2.2.15

gregório samsa acordou de sonhos intranquilos



um sonho me perseguiu, acordei e fiquei com ele na cabeça o dia todo.
o sonho é meio metafórico na verdade. ele me impressionou.
no meu sonho muito vívido cheio de cores, texturas, cheiros, sensações e sabores eu estava na sala de espera para embarque. uma sala muito semelhante a de embarque internacional de garulhos.
eu não tinha passado pelo chek in, sabia apenas que ia viajar, que numa dada hora meu avião chegaria, eu embarcaria e assumiria meu destino. eu não sabia pra onde viajaria mas estava empolgada pois essa viagem parecia importante demais. 
na sala de embarque pessoas entravam e saiam com uma grande frequência. e nesse fluxo apareceram três grandes amigos. fiquei tão feliz de vê-los. não os via há muito tempo: uma amiga faz faculdade em outra cidade, outro terminou a faculdade comigo e está no mestrado, a outra conseguiu um grande emprego quase nunca nos vemos. mas estávamos lá, nos encontrando nos bancos da sala de embarque. esperando que o número de nosso voo fosse proferido nos alto falantes. havia apenas uma diferença: eles tinham o bilhete de embarque. sabiam para onde iria, a que horas e que companhia pegariam. estavam tranquilos. e eu também aparentemente. estranhamente eu acreditava que viria alguém me avisar sobre meu voo. alguém viria! eu me apegava a esta esperança criada por mim mesma. meus amigos tinha expectativas concretas baseadas em planejamento e ação.
eu ficava feito uma louca feliz por revê-los e querendo tirar fotos com eles. mas havia uma confusão instalada. talvez na minha alma que me impedia de um contato mais profundo. parte da confusão impedia que eu tirasse fotos: eu perdia minha bolsa, a pessoa que eu pedia que tirasse a foto se recusava. pequenos contratempos aconteciam e eu não tirava fotos. a primeira amiga embarcava. nos abraçávamos numa despedida cálida.  eu ia até perto do avião. mas não era o meu. ficava com uma sensação de perda pois seria legal viajar junto com ela. mas pelo jeito meu voo era desconhecido e solitário.
estranhamente chegavam outros amigos e conhecidos. as cenas se repetiam: eu não conseguia uma foto sequer, eles sabiam pra onde ia e eu esperava. não sabia o que exatamente, mas esperava.
o sonho foi longuíssimo. as conversas eram reais, as pessoas iam me dizendo sobre suas vidas, e a medida que eu as ouvia intimamente me preocupava com meu voo, pois eu não sabia nada sobre ele. comecei a pensar que estava enganada. eu não ia voar... depois concluía que sim, eu iria voar, apareceria alguém da companhia! era uma angústia. e eu continuava sorrindo, abraçando E celebrando que tive a oportunidade de encontrar tantas pessoas queridas naquela sala de embarque. mas elas entravam naquele corredor rumo ao avião e ao voo e eu não. eu continuava na sala de espera indefinidamente..

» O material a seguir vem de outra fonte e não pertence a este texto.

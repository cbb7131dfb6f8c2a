//! Run configuration
use crate::io::ProfileFormat;
use crate::parameters::Parameter;
use crate::types::{Error, Result};
use chrono::Duration;
use serde::{Deserialize, Serialize};
use std::path::{Path, PathBuf};

/// What to do when cell models fail during a step.
#[derive(Debug, Clone, Copy, PartialEq, Eq, Default, Serialize, Deserialize)]
#[serde(rename_all = "snake_case")]
pub enum FailurePolicy {
    /// Abort the process once the special points have been written.
    #[default]
    Abort,
    /// Return an error and refuse any further step.
    ReturnError,
}

/// Output settings
#[derive(Debug, Clone, PartialEq, Serialize, Deserialize)]
#[serde(default)]
pub struct OutputConfig {
    /// Write gridded output
    pub grids_write: bool,
    /// Offset (days) of the gridded output
    pub grids_start: f64,
    /// Interval (days) between gridded outputs
    pub grids_days_between: f64,
    /// Names of the grids to write
    pub grids_parameters: Vec<String>,
    /// Write time series at the special points
    pub ts_write: bool,
    /// Offset (days) of the time series output
    pub ts_start: f64,
    /// Interval (days) between time series outputs
    pub ts_days_between: f64,
    /// Write profiles at the special points
    pub prof_write: bool,
    /// Offset (days) of the profile output
    pub prof_start: f64,
    /// Interval (days) between profile outputs
    pub prof_days_between: f64,
    /// Snow cover files are written by the caller; when off, the special
    /// points write their own once
    pub snow_write: bool,
    /// Directory of the special point files
    pub meteo_path: PathBuf,
    /// Directory of the grids
    pub grid_path: PathBuf,
    /// Directory of the snow cover files
    pub snow_path: PathBuf,
    /// Time zone of the output
    pub time_zone: f64,
    /// Mask glaciated cells in the gridded output
    pub mask_glaciers: bool,
    /// Update the glacier mask at every step
    pub mask_dynamic: bool,
    /// Depth (m) of the soil temperature written at the special points
    pub soil_temperature_depth: Option<f64>,
}

impl Default for OutputConfig {
    fn default() -> Self {
        Self {
            grids_write: true,
            grids_start: 0.0,
            grids_days_between: 1.0,
            grids_parameters: vec!["HS".to_string(), "SWE".to_string()],
            ts_write: false,
            ts_start: 0.0,
            ts_days_between: 1.0 / 24.0,
            prof_write: false,
            prof_start: 0.0,
            prof_days_between: 1.0,
            snow_write: false,
            meteo_path: PathBuf::from("output"),
            grid_path: PathBuf::from("output"),
            snow_path: PathBuf::from("output"),
            time_zone: 0.0,
            mask_glaciers: false,
            mask_dynamic: false,
            soil_temperature_depth: None,
        }
    }
}

/// Configuration of the snow cover coupler
#[derive(Debug, Clone, PartialEq, Serialize, Deserialize)]
#[serde(default)]
pub struct SnowpackConfig {
    /// Name of the experiment, part of every file name
    pub experiment: String,
    /// Length of a step (minutes)
    pub step_length_minutes: f64,
    /// Number of worker threads per process
    pub workers: usize,
    /// Restart from per-cell snow files instead of land use profiles
    pub restart: bool,
    /// Format of the snow cover files
    pub snow_format: ProfileFormat,
    /// Directory of the initial snow cover files
    pub input_snow_path: PathBuf,
    /// Enable the canopy module
    pub use_canopy: bool,
    /// Cool the air over glaciers by the katabatic flow
    pub glacier_katabatic_flow: bool,
    /// Simulate soil layers
    pub use_soil: bool,
    /// Every process reads and writes its own files
    pub local_io: bool,
    /// Reaction to failing cells
    pub failure_policy: FailurePolicy,
    /// Output settings
    pub output: OutputConfig,
}

impl Default for SnowpackConfig {
    fn default() -> Self {
        Self {
            experiment: "snowgrid".to_string(),
            step_length_minutes: 60.0,
            workers: 1,
            restart: false,
            snow_format: ProfileFormat::default(),
            input_snow_path: PathBuf::from("input"),
            use_canopy: false,
            glacier_katabatic_flow: false,
            use_soil: false,
            local_io: true,
            failure_policy: FailurePolicy::default(),
            output: OutputConfig::default(),
        }
    }
}

impl SnowpackConfig {
    /// Parse and validate a JSON configuration.
    pub fn from_json_str(json: &str) -> Result<Self> {
        let config: Self = serde_json::from_str(json)?;
        config.validate()?;
        Ok(config)
    }

    /// Read and validate a JSON configuration file.
    pub fn from_json_file(path: impl AsRef<Path>) -> Result<Self> {
        Self::from_json_str(&std::fs::read_to_string(path)?)
    }

    /// Check the configuration for consistency.
    pub fn validate(&self) -> Result<()> {
        if self.experiment.trim().is_empty() {
            return Err(Error::Config("experiment name must not be empty".to_string()));
        }
        if !(self.step_length_minutes > 0.0) {
            return Err(Error::Config(format!(
                "step length must be positive, got {} minutes",
                self.step_length_minutes
            )));
        }
        if self.workers == 0 {
            return Err(Error::Config("at least one worker is needed".to_string()));
        }
        let out = &self.output;
        for (enabled, days, name) in [
            (out.grids_write, out.grids_days_between, "grids_days_between"),
            (out.ts_write, out.ts_days_between, "ts_days_between"),
            (out.prof_write, out.prof_days_between, "prof_days_between"),
        ] {
            if enabled && !(days > 0.0) {
                return Err(Error::Config(format!("{name} must be positive, got {days}")));
            }
        }
        if out.mask_dynamic && !self.uses_glacier_mask() {
            log::warn!("mask_dynamic has no effect without mask_glaciers or glacier_katabatic_flow");
        }
        self.output_parameters()?;
        Ok(())
    }

    /// Is the glacier map needed?
    pub fn uses_glacier_mask(&self) -> bool {
        self.output.mask_glaciers || self.glacier_katabatic_flow
    }

    /// The grids to write, each once, sorted by name.
    pub fn output_parameters(&self) -> Result<Vec<Parameter>> {
        if !self.output.grids_write {
            return Ok(vec![]);
        }
        unique_parameters(&self.output.grids_parameters)
    }

    /// Length of a step.
    pub fn step(&self) -> Duration {
        Duration::milliseconds((self.step_length_minutes * 60_000.0).round() as i64)
    }

    /// Length of a step in seconds.
    pub fn step_seconds(&self) -> f64 {
        self.step_length_minutes * 60.0
    }
}

/// Parse parameter names, dropping duplicates.
pub fn unique_parameters(names: &[String]) -> Result<Vec<Parameter>> {
    let mut names = names.iter().map(|n| n.trim().to_uppercase()).collect::<Vec<_>>();
    names.sort();
    names.dedup();
    names.iter().map(|n| n.parse()).collect()
}
//! Basic Logging Demo
//!
//! Loads a logger config, initializes tracing and walks through every
//! severity, the release gate and the error adapters.
//!
//! Run with: cargo run -p llog_demos --bin basic_logging [config_path]
//! Set LLOG_FORCE_LOGGING (or put it in .env) to force output in release builds.

use std::path::PathBuf;

use anyhow::Result;
use config_loader::ConfigLoader;
use contracts::{LoggerConfig, Severity};
use dispatcher::{create_dispatcher, llog, LogRequest};
use tracing::info;

fn main() -> Result<()> {
    dotenvy::dotenv().ok();
    observability::init()?;

    let config = load_config()?;
    info!(
        threshold = %config.verbosity_threshold,
        build_mode = ?config.build_mode,
        sink = ?config.sink,
        "Logger config loaded"
    );

    let logger = create_dispatcher(config)?;

    // ==== Every severity ====
    for severity in Severity::ALL {
        llog!(logger, severity, "severity {} (rank {})", severity, severity.rank());
    }

    // ==== Public messages pass the release gate ====
    llog!(logger, public Severity::Success, "public message, visible in release");

    // ==== Runtime threshold / icon changes ====
    logger.set_verbosity_threshold(Severity::Warning);
    let outcome = logger.log_at(Severity::Info, "too verbose for the new threshold");
    info!(?outcome, "Info after lowering threshold");

    logger.set_icons_enabled(false);
    logger.log(
        "no icon, no caller",
        LogRequest::at(Severity::Warning).caller_info(false),
    );

    // ==== Error adapters ====
    let missing = std::fs::read_to_string("/definitely/not/here").err();
    logger.log_optional_error(missing.as_ref());
    logger.log_optional_error(None::<&std::io::Error>);

    invariant::assert_condition(|| logger.metrics().delivered() > 0, "demo produced no output");

    let metrics = logger.metrics();
    info!(
        emitted = metrics.emitted,
        fallback = metrics.fallback,
        suppressed = metrics.suppressed(),
        "Demo complete"
    );
    Ok(())
}

fn load_config() -> Result<LoggerConfig> {
    let path = std::env::args()
        .nth(1)
        .map(PathBuf::from)
        .unwrap_or_else(|| PathBuf::from(concat!(env!("CARGO_MANIFEST_DIR"), "/llog.toml")));

    if path.exists() {
        info!(path = %path.display(), "Loading config file");
        Ok(ConfigLoader::load_from_path(&path)?)
    } else {
        info!(path = %path.display(), "Config file not found, using defaults");
        Ok(LoggerConfig::default())
    }
}
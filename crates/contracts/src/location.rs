//! CallerLocation - source position of a log call

use std::borrow::Cow;
use std::fmt;
use std::panic::Location;

/// File and line of the code that issued a log call.
///
/// Usually captured through `#[track_caller]`, in which case the file name
/// is borrowed from the binary and capturing costs no allocation.
///
/// # Examples
/// ```
/// use contracts::CallerLocation;
///
/// let here = CallerLocation::new("Sources/App/Foo.swift", 42);
/// assert_eq!(here.basename(), "Foo.swift");
/// assert_eq!(here.to_string(), "[Foo.swift:42]");
/// ```
#[derive(Debug, Clone, PartialEq, Eq, Hash)]
pub struct CallerLocation {
    pub file: Cow<'static, str>,
    pub line: u32,
}

impl CallerLocation {
    pub fn new(file: impl Into<Cow<'static, str>>, line: u32) -> Self {
        Self {
            file: file.into(),
            line,
        }
    }

    /// Location of the caller of the `#[track_caller]` chain.
    #[track_caller]
    pub fn caller() -> Self {
        Location::caller().into()
    }

    /// Last path component of `file`, accepting both `/` and `\` separators.
    ///
    /// Trailing separators are ignored (`"x/"` is `"x"`); a path made only of
    /// separators is returned unchanged.
    pub fn basename(&self) -> &str {
        let file: &str = &self.file;
        let trimmed = file.trim_end_matches(['/', '\\']);
        if trimmed.is_empty() {
            return file;
        }
        trimmed.rsplit(['/', '\\']).next().unwrap_or(trimmed)
    }
}

impl From<&'static Location<'static>> for CallerLocation {
    fn from(location: &'static Location<'static>) -> Self {
        Self::new(location.file(), location.line())
    }
}

impl fmt::Display for CallerLocation {
    fn fmt(&self, f: &mut fmt::Formatter<'_>) -> fmt::Result {
        write!(f, "[{}:{}]", self.basename(), self.line)
    }
}

#[cfg(test)]
mod tests {
    use super::*;

    #[test]
    fn test_basename_variants() {
        assert_eq!(CallerLocation::new("a/b/c.rs", 1).basename(), "c.rs");
        assert_eq!(CallerLocation::new("c.rs", 1).basename(), "c.rs");
        assert_eq!(CallerLocation::new(r"src\win\d.rs", 1).basename(), "d.rs");
        assert_eq!(CallerLocation::new(String::from("x/"), 1).basename(), "x");
        assert_eq!(CallerLocation::new("a/b//", 1).basename(), "b");
        assert_eq!(CallerLocation::new(r"dir\sub\", 1).basename(), "sub");
        assert_eq!(CallerLocation::new("/", 1).basename(), "/");
    }

    #[test]
    fn test_caller_points_here() {
        let here = CallerLocation::caller();
        assert_eq!(here.basename(), "location.rs");
        assert_eq!(here.line, line!() - 2);
    }

    #[test]
    fn test_display() {
        assert_eq!(CallerLocation::new("dir/Foo.swift", 42).to_string(), "[Foo.swift:42]");
    }
}
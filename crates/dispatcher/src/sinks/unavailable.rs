//! UnavailableSink - stands in for a sink the platform does not have

use contracts::{ContractError, LogRecord, LogSink};

/// Rejects every record with [`ContractError::SinkUnavailable`], so the
/// dispatcher falls back to standard output.
pub struct UnavailableSink {
    name: String,
}

impl UnavailableSink {
    pub fn new(name: impl Into<String>) -> Self {
        Self { name: name.into() }
    }
}

impl LogSink for UnavailableSink {
    fn name(&self) -> &str {
        &self.name
    }

    fn emit(&self, _record: &LogRecord) -> Result<(), ContractError> {
        Err(ContractError::sink_unavailable(&self.name))
    }
}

acordei. a primeira sensação foi: sou um personagem do Kafka, só isso explica! daí pensei nas pessoas do sonho. de fato sinto saudade delas. de fato elas estão em voos bem altos e estranhamente eu estou à espera. de que? não sei. apenas sinto que gostaria muito de embarcar e enfim voar.

Ailma,
árvore plantada junto a ribeiros de água, muito prazer!